### INPUT FOR THIS TASK

■ ■ ■ ■ ■

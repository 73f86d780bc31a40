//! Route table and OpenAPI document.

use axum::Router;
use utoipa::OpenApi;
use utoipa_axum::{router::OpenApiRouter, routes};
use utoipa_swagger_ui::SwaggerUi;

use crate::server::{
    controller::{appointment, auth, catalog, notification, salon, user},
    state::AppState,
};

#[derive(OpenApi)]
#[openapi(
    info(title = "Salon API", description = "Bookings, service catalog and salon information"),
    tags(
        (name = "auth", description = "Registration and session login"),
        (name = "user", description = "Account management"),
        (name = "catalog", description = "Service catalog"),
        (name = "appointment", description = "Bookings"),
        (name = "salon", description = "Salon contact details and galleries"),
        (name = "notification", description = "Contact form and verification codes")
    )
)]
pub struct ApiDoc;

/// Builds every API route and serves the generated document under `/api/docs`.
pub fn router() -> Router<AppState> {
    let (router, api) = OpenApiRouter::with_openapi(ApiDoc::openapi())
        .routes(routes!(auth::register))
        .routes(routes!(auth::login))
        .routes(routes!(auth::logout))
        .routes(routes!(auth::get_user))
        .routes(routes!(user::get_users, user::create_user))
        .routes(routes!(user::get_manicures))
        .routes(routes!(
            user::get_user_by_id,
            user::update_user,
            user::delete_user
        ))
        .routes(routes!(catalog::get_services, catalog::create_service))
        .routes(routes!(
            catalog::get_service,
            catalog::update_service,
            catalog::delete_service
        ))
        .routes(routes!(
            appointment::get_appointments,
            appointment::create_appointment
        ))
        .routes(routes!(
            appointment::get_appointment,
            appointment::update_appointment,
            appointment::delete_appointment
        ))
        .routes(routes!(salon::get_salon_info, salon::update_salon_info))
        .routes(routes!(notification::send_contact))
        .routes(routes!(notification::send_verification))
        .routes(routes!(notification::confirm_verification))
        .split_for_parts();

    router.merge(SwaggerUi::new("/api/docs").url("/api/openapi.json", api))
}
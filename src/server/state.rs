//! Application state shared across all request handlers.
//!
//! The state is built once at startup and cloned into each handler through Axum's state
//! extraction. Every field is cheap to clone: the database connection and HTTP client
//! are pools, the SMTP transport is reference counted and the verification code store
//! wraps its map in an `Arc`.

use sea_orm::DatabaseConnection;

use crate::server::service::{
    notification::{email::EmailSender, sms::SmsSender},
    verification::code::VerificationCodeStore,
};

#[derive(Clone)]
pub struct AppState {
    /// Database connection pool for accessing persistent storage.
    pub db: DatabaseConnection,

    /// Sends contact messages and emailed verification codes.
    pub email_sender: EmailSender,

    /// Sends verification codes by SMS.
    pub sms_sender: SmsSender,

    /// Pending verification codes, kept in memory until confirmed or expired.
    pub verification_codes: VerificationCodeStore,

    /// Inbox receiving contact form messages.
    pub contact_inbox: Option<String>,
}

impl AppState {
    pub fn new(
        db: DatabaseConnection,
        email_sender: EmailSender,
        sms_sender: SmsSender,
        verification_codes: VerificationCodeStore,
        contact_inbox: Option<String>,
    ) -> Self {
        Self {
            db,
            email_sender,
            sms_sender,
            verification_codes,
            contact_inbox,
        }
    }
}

■ ■ ■ ■ ■

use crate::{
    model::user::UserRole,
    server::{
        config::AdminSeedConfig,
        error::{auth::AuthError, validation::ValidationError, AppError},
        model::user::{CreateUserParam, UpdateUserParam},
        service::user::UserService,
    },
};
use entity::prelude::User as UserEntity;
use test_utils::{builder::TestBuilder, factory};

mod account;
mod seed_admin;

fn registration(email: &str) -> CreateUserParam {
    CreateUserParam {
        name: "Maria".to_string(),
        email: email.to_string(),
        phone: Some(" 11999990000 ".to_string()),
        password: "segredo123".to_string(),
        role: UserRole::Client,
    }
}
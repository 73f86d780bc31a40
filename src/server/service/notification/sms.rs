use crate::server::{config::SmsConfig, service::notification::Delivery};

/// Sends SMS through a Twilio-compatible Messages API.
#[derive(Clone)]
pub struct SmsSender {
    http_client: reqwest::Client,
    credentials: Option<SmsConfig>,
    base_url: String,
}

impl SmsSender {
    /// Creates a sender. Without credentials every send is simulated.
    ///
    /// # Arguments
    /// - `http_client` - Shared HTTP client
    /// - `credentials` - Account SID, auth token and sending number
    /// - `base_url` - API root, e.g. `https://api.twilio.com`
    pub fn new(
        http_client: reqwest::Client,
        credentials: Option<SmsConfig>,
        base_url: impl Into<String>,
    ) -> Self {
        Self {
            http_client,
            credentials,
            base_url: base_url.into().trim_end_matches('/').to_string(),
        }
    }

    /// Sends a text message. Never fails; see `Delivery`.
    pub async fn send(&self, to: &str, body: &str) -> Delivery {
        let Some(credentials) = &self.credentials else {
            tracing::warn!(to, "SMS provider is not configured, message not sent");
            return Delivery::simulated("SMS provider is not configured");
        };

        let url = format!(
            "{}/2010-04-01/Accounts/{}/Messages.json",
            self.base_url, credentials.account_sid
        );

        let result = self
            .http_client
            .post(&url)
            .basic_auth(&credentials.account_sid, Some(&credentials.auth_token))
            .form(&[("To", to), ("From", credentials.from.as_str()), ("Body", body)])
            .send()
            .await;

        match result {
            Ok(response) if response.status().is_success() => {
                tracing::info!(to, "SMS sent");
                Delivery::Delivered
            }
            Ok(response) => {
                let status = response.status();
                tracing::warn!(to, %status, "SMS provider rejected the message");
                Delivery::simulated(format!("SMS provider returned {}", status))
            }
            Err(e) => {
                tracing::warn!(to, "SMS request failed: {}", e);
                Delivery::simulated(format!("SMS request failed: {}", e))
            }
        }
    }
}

■ ■ ■ ■ ■

### AIM OF THE EXERCISE
Which lines above hold the word "crate"? Copy each of them.

### YOUR SOLUTION
use crate::server::{
use crate::server::service::{
use crate::{
use crate::server::{config::SmsConfig, service::notification::Delivery};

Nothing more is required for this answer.